Mais uma borrada na comunicação do governo

Expresso saída limpaO Expresso teve acesso  a um “documento confidencial do Governo” no qual o executivo expõe o “argumentário em defesa da solução que Pedro Passos Coelho se viu, contra a sua vontade inicial, forçado a anunciar ao País”. Segundo o semanário, o documento “foi enviado a alguns membros do governo e a comentadores“.

De acordo com a notícia, ninguém assume oficialmente a autoria do documento mas o Expresso sabe que “foi enviado aos destinatários pelo  gabinete do ministro-adjunto, Miguel Poiares Maduro”.

A distribuição de um “documento confidencial” a “comentadores”  constitui mais uma originalidade portuguesa e representa, para dizer o menos, uma perversão das regras da comunicação institucional.
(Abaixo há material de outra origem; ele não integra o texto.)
//! Block-level types.

use super::Table;
use serde::{Deserialize, Serialize};

/// A structural unit of the output document.
#[derive(Debug, Clone, PartialEq, Eq, Serialize, Deserialize)]
#[serde(tag = "type", rename_all = "snake_case")]
pub enum Block {
    /// Centered document title
    Title {
        /// Title text
        text: String,
    },

    /// Centered, italic line under the title
    Subtitle {
        /// Subtitle text
        text: String,
    },

    /// A section heading
    Heading {
        /// Heading text
        text: String,
        /// Heading level (1-4)
        level: u8,
    },

    /// A bulleted list item
    BulletItem {
        /// Item text
        text: String,
    },

    /// A fenced code block, lines joined with `\n`
    CodeBlock {
        /// Verbatim code
        text: String,
    },

    /// A table
    Table(Table),

    /// An empty paragraph produced by a horizontal rule
    Spacer,

    /// A plain paragraph
    Paragraph {
        /// Raw line text
        text: String,
    },
}

impl Block {
    /// Highest supported heading level.
    pub const MAX_HEADING_LEVEL: u8 = 4;

    /// Create a title block.
    pub fn title(text: impl Into<String>) -> Self {
        Block::Title { text: text.into() }
    }

    /// Create a subtitle block.
    pub fn subtitle(text: impl Into<String>) -> Self {
        Block::Subtitle { text: text.into() }
    }

    /// Create a heading block. The level is clamped to 1-4.
    pub fn heading(text: impl Into<String>, level: u8) -> Self {
        Block::Heading {
            text: text.into(),
            level: level.clamp(1, Self::MAX_HEADING_LEVEL),
        }
    }

    /// Create a bullet item block.
    pub fn bullet(text: impl Into<String>) -> Self {
        Block::BulletItem { text: text.into() }
    }

    /// Create a code block.
    pub fn code(text: impl Into<String>) -> Self {
        Block::CodeBlock { text: text.into() }
    }

    /// Create a plain paragraph block.
    pub fn paragraph(text: impl Into<String>) -> Self {
        Block::Paragraph { text: text.into() }
    }

    /// Short name of the block kind, used in logs.
    pub fn kind(&self) -> &'static str {
        match self {
            Block::Title { .. } => "title",
            Block::Subtitle { .. } => "subtitle",
            Block::Heading { .. } => "heading",
            Block::BulletItem { .. } => "bullet_item",
            Block::CodeBlock { .. } => "code_block",
            Block::Table(_) => "table",
            Block::Spacer => "spacer",
            Block::Paragraph { .. } => "paragraph",
        }
    }

    /// Text carried by the block, if any.
    pub fn text(&self) -> Option<&str> {
        match self {
            Block::Title { text }
            | Block::Subtitle { text }
            | Block::Heading { text, .. }
            | Block::BulletItem { text }
            | Block::CodeBlock { text }
            | Block::Paragraph { text } => Some(text),
            Block::Table(_) | Block::Spacer => None,
        }
    }

    /// Get plain text content of the block.
    pub fn plain_text(&self) -> String {
        match self {
            Block::Table(t) => t.plain_text(),
            _ => self.text().unwrap_or_default().to_string(),
        }
    }

    /// Get the heading level, if this is a heading.
    pub fn heading_level(&self) -> Option<u8> {
        match self {
            Block::Heading { level, .. } => Some(*level),
            _ => None,
        }
    }

    /// Check if this block is a heading.
    pub fn is_heading(&self) -> bool {
        matches!(self, Block::Heading { .. })
    }

    /// Check if this block is a table.
    pub fn is_table(&self) -> bool {
        matches!(self, Block::Table(_))
    }
}
//! Fixed parts of the DOCX package.
//!
//! Everything here is independent of the report content except the core
//! properties, which carry title, subject, creator and timestamps.

use chrono::{DateTime, SecondsFormat, Utc};

use super::docx::escape_text;

pub(crate) const NS_CT: &str = "http://schemas.openxmlformats.org/package/2006/content-types";
pub(crate) const NS_RELS: &str = "http://schemas.openxmlformats.org/package/2006/relationships";
pub(crate) const NS_W: &str = "http://schemas.openxmlformats.org/wordprocessingml/2006/main";
pub(crate) const NS_R: &str =
    "http://schemas.openxmlformats.org/officeDocument/2006/relationships";

/// Part names, in the order they are written to the archive.
pub const CONTENT_TYPES: &str = "[Content_Types].xml";
pub const ROOT_RELS: &str = "_rels/.rels";
pub const CORE_PROPS: &str = "docProps/core.xml";
pub const APP_PROPS: &str = "docProps/app.xml";
pub const DOCUMENT: &str = "word/document.xml";
pub const STYLES: &str = "word/styles.xml";
pub const NUMBERING: &str = "word/numbering.xml";
pub const DOCUMENT_RELS: &str = "word/_rels/document.xml.rels";

/// Numbering instance used by the `ListBullet` style.
pub(crate) const BULLET_NUM_ID: u32 = 1;

pub(crate) fn content_types_xml() -> String {
    format!(
        r#"<?xml version="1.0" encoding="UTF-8" standalone="yes"?>
<Types xmlns="{NS_CT}">
  <Default Extension="rels" ContentType="application/vnd.openxmlformats-package.relationships+xml"/>
  <Default Extension="xml" ContentType="application/xml"/>
  <Override PartName="/word/document.xml" ContentType="application/vnd.openxmlformats-officedocument.wordprocessingml.document.main+xml"/>
  <Override PartName="/word/styles.xml" ContentType="application/vnd.openxmlformats-officedocument.wordprocessingml.styles+xml"/>
  <Override PartName="/word/numbering.xml" ContentType="application/vnd.openxmlformats-officedocument.wordprocessingml.numbering+xml"/>
  <Override PartName="/docProps/core.xml" ContentType="application/vnd.openxmlformats-package.core-properties+xml"/>
  <Override PartName="/docProps/app.xml" ContentType="application/vnd.openxmlformats-officedocument.extended-properties+xml"/>
</Types>"#
    )
}

pub(crate) fn root_rels_xml() -> String {
    format!(
        r#"<?xml version="1.0" encoding="UTF-8" standalone="yes"?>
<Relationships xmlns="{NS_RELS}">
  <Relationship Id="rId1" Type="http://schemas.openxmlformats.org/officeDocument/2006/relationships/officeDocument" Target="word/document.xml"/>
  <Relationship Id="rId2" Type="http://schemas.openxmlformats.org/package/2006/relationships/metadata/core-properties" Target="docProps/core.xml"/>
  <Relationship Id="rId3" Type="http://schemas.openxmlformats.org/officeDocument/2006/relationships/extended-properties" Target="docProps/app.xml"/>
</Relationships>"#
    )
}

pub(crate) fn document_rels_xml() -> String {
    format!(
        r#"<?xml version="1.0" encoding="UTF-8" standalone="yes"?>
<Relationships xmlns="{NS_RELS}">
  <Relationship Id="rId1" Type="http://schemas.openxmlformats.org/officeDocument/2006/relationships/styles" Target="styles.xml"/>
  <Relationship Id="rId2" Type="http://schemas.openxmlformats.org/officeDocument/2006/relationships/numbering" Target="numbering.xml"/>
</Relationships>"#
    )
}

pub(crate) fn core_props_xml(
    title: Option<&str>,
    subject: Option<&str>,
    creator: &str,
    created: DateTime<Utc>,
) -> String {
    let stamp = created.to_rfc3339_opts(SecondsFormat::Secs, true);
    let mut out = String::from(
        r#"<?xml version="1.0" encoding="UTF-8" standalone="yes"?>
<cp:coreProperties xmlns:cp="http://schemas.openxmlformats.org/package/2006/metadata/core-properties" xmlns:dc="http://purl.org/dc/elements/1.1/" xmlns:dcterms="http://purl.org/dc/terms/" xmlns:dcmitype="http://purl.org/dc/dcmitype/" xmlns:xsi="http://www.w3.org/2001/XMLSchema-instance">"#,
    );
    if let Some(title) = title {
        out.push_str(&format!("\n  <dc:title>{}</dc:title>", escape_text(title)));
    }
    if let Some(subject) = subject {
        out.push_str(&format!(
            "\n  <dc:subject>{}</dc:subject>",
            escape_text(subject)
        ));
    }
    let creator = escape_text(creator);
    out.push_str(&format!(
        r#"
  <dc:creator>{creator}</dc:creator>
  <cp:lastModifiedBy>{creator}</cp:lastModifiedBy>
  <dcterms:created xsi:type="dcterms:W3CDTF">{stamp}</dcterms:created>
  <dcterms:modified xsi:type="dcterms:W3CDTF">{stamp}</dcterms:modified>
</cp:coreProperties>"#
    ));
    out
}

pub(crate) fn app_props_xml(application: &str) -> String {
    format!(
        r#"<?xml version="1.0" encoding="UTF-8" standalone="yes"?>
<Properties xmlns="http://schemas.openxmlformats.org/officeDocument/2006/extended-properties" xmlns:vt="http://schemas.openxmlformats.org/officeDocument/2006/docPropsVTypes">
  <Application>{}</Application>
</Properties>"#,
        escape_text(application)
    )
}

pub(crate) fn numbering_xml() -> String {
    format!(
        r#"<?xml version="1.0" encoding="UTF-8" standalone="yes"?>
<w:numbering xmlns:w="{NS_W}">
  <w:abstractNum w:abstractNumId="0">
    <w:multiLevelType w:val="singleLevel"/>
    <w:lvl w:ilvl="0">
      <w:start w:val="1"/>
      <w:numFmt w:val="bullet"/>
      <w:lvlText w:val="&#8226;"/>
      <w:lvlJc w:val="left"/>
      <w:pPr>
        <w:ind w:left="720" w:hanging="360"/>
      </w:pPr>
      <w:rPr>
        <w:rFonts w:ascii="Symbol" w:hAnsi="Symbol" w:hint="default"/>
      </w:rPr>
    </w:lvl>
  </w:abstractNum>
  <w:num w:numId="{BULLET_NUM_ID}">
    <w:abstractNumId w:val="0"/>
  </w:num>
</w:numbering>"#
    )
}

/// Style sheet with the paragraph and table styles the writer references.
pub(crate) fn styles_xml(table_style: &str) -> String {
    let mut headings = String::new();
    // (level, size in half-points, space before in twips)
    for (level, size, before) in [(1, 32, 480), (2, 26, 200), (3, 24, 200), (4, 22, 200)] {
        headings.push_str(&format!(
            r#"
  <w:style w:type="paragraph" w:styleId="Heading{level}">
    <w:name w:val="heading {level}"/>
    <w:basedOn w:val="Normal"/>
    <w:next w:val="Normal"/>
    <w:uiPriority w:val="9"/>
    <w:qFormat/>
    <w:pPr>
      <w:keepNext/>
      <w:keepLines/>
      <w:spacing w:before="{before}" w:after="0"/>
      <w:outlineLvl w:val="{outline}"/>
    </w:pPr>
    <w:rPr>
      <w:b/>
      <w:color w:val="2E74B5"/>
      <w:sz w:val="{size}"/>
      <w:szCs w:val="{size}"/>
    </w:rPr>
  </w:style>"#,
            outline = level - 1,
        ));
    }

    let table_style = escape_text(table_style);
    format!(
        r#"<?xml version="1.0" encoding="UTF-8" standalone="yes"?>
<w:styles xmlns:w="{NS_W}">
  <w:docDefaults>
    <w:rPrDefault>
      <w:rPr>
        <w:rFonts w:ascii="Calibri" w:hAnsi="Calibri" w:eastAsia="Calibri" w:cs="Calibri"/>
        <w:sz w:val="22"/>
        <w:szCs w:val="22"/>
        <w:lang w:val="en-US"/>
      </w:rPr>
    </w:rPrDefault>
    <w:pPrDefault>
      <w:pPr>
        <w:spacing w:after="200" w:line="276" w:lineRule="auto"/>
      </w:pPr>
    </w:pPrDefault>
  </w:docDefaults>
  <w:style w:type="paragraph" w:default="1" w:styleId="Normal">
    <w:name w:val="Normal"/>
    <w:qFormat/>
  </w:style>
  <w:style w:type="paragraph" w:styleId="Title">
    <w:name w:val="Title"/>
    <w:basedOn w:val="Normal"/>
    <w:next w:val="Normal"/>
    <w:uiPriority w:val="10"/>
    <w:qFormat/>
    <w:pPr>
      <w:pBdr>
        <w:bottom w:val="single" w:sz="8" w:space="4" w:color="4F81BD"/>
      </w:pBdr>
      <w:spacing w:after="300" w:line="240" w:lineRule="auto"/>
      <w:contextualSpacing/>
    </w:pPr>
    <w:rPr>
      <w:color w:val="17365D"/>
      <w:spacing w:val="5"/>
      <w:kern w:val="28"/>
      <w:sz w:val="52"/>
      <w:szCs w:val="52"/>
    </w:rPr>
  </w:style>{headings}
  <w:style w:type="paragraph" w:styleId="ListBullet">
    <w:name w:val="List Bullet"/>
    <w:basedOn w:val="Normal"/>
    <w:uiPriority w:val="99"/>
    <w:unhideWhenUsed/>
    <w:qFormat/>
    <w:pPr>
      <w:numPr>
        <w:numId w:val="{BULLET_NUM_ID}"/>
      </w:numPr>
      <w:contextualSpacing/>
    </w:pPr>
  </w:style>
  <w:style w:type="table" w:default="1" w:styleId="TableNormal">
    <w:name w:val="Normal Table"/>
    <w:uiPriority w:val="99"/>
    <w:semiHidden/>
    <w:unhideWhenUsed/>
    <w:tblPr>
      <w:tblInd w:w="0" w:type="dxa"/>
      <w:tblCellMar>
        <w:top w:w="0" w:type="dxa"/>
        <w:left w:w="108" w:type="dxa"/>
        <w:bottom w:w="0" w:type="dxa"/>
        <w:right w:w="108" w:type="dxa"/>
      </w:tblCellMar>
    </w:tblPr>
  </w:style>
  <w:style w:type="table" w:styleId="{table_style}">
    <w:name w:val="Light Grid Accent 1"/>
    <w:basedOn w:val="TableNormal"/>
    <w:uiPriority w:val="62"/>
    <w:pPr>
      <w:spacing w:after="0" w:line="240" w:lineRule="auto"/>
    </w:pPr>
    <w:tblPr>
      <w:tblStyleRowBandSize w:val="1"/>
      <w:tblStyleColBandSize w:val="1"/>
      <w:tblBorders>
        <w:top w:val="single" w:sz="8" w:space="0" w:color="4F81BD"/>
        <w:left w:val="single" w:sz="8" w:space="0" w:color="4F81BD"/>
        <w:bottom w:val="single" w:sz="8" w:space="0" w:color="4F81BD"/>
        <w:right w:val="single" w:sz="8" w:space="0" w:color="4F81BD"/>
        <w:insideH w:val="single" w:sz="8" w:space="0" w:color="4F81BD"/>
        <w:insideV w:val="single" w:sz="8" w:space="0" w:color="4F81BD"/>
      </w:tblBorders>
    </w:tblPr>
    <w:tblStylePr w:type="firstRow">
      <w:rPr>
        <w:b/>
      </w:rPr>
      <w:tblPr/>
      <w:tcPr>
        <w:tcBorders>
          <w:bottom w:val="single" w:sz="18" w:space="0" w:color="4F81BD"/>
        </w:tcBorders>
        <w:shd w:val="clear" w:color="auto" w:fill="D3DFEE"/>
      </w:tcPr>
    </w:tblStylePr>
    <w:tblStylePr w:type="band1Horz">
      <w:tblPr/>
      <w:tcPr>
        <w:shd w:val="clear" w:color="auto" w:fill="D3DFEE"/>
      </w:tcPr>
    </w:tblStylePr>
  </w:style>
</w:styles>"#
    )
}

#[cfg(test)]
mod tests {
    use super::*;
    use chrono::TimeZone;

    #[test]
    fn test_styles_define_referenced_ids() {
        let styles = styles_xml("LightGridAccent1");
        for id in [
            "Normal",
            "Title",
            "Heading1",
            "Heading2",
            "Heading3",
            "Heading4",
            "ListBullet",
            "LightGridAccent1",
        ] {
            assert!(
                styles.contains(&format!("w:styleId=\"{id}\"")),
                "missing style {id}"
            );
        }
    }

    #[test]
    fn test_core_props_escaped() {
        let created = Utc.with_ymd_and_hms(2025, 12, 1, 9, 30, 0).unwrap();
        let xml = core_props_xml(Some("R&D <Report>"), None, "mdreport", created);
        assert!(xml.contains("<dc:title>R&amp;D &lt;Report&gt;</dc:title>"));
        assert!(!xml.contains("<dc:subject>"));
        assert!(xml.contains("2025-12-01T09:30:00Z"));
    }

    #[test]
    fn test_content_types_cover_parts() {
        let xml = content_types_xml();
        for part in [DOCUMENT, STYLES, NUMBERING, CORE_PROPS, APP_PROPS] {
            assert!(xml.contains(&format!("PartName=\"/{part}\"")), "{part}");
        }
    }
}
Privilegiar um órgão de comunicação social dando-lhe em primeira mão uma informação é prática habitual.  Não sendo deontológica ou éticamente recomendável vinda de entidades públicas é, contudo, geralmente aceite pelos jornalistas, uma vez que foram ou esperam vir a ser contemplados com outros “exclusivos” .

Porém, o governo privilegiar “comentadores”, enviando-lhes “um documentos confidencial” que deu a um jornal (e só a um) e ainda por cima informar disso o próprio jornal a quem deu a exclusividade do documento, é algo impensável.

É fácil perceber quem terão sido os “comentadores” privilegiados. Aliás, esta noite, no seu espaço semanal na SIC, Marques Mendes só faltou dizer que esteve debaixo da mesa ou escondido no armário da sala da última reunião da troika, tal o número de pormenores que forneceu sobre a dita reunião: “agressiva, violenta e dura no conteúdo,  separação litigiosa”, etc., etc.,  com exemplos concretos sobre o que a troika queria e o que não queria e onde o governo cedeu e não cedeu.

O ministro Poiares Maduro veio mais tarde desmentir, sem desmentir, a existência de um “documento confidencial”, dando a entender que se tratou de uma reprodução do discurso do primeiro-ministro na conferência do Diário Económico. O ministro deve ter percebido  a “borrada” que o seu gabinete fez, mas a explicação não convenceu.

Pasma-se ao ver o grau de amadorismo da estratégia comunicacional do governo. Nem se percebe como é que o alegado comunicador por excelência, outrora  especialiata em  soundbites para títulos de jornal, Paulo Portas, não toma ele próprio em mãos a comunicação do governo.  É que cenas destas são demasiado deprimentes para um País já de si deprimido.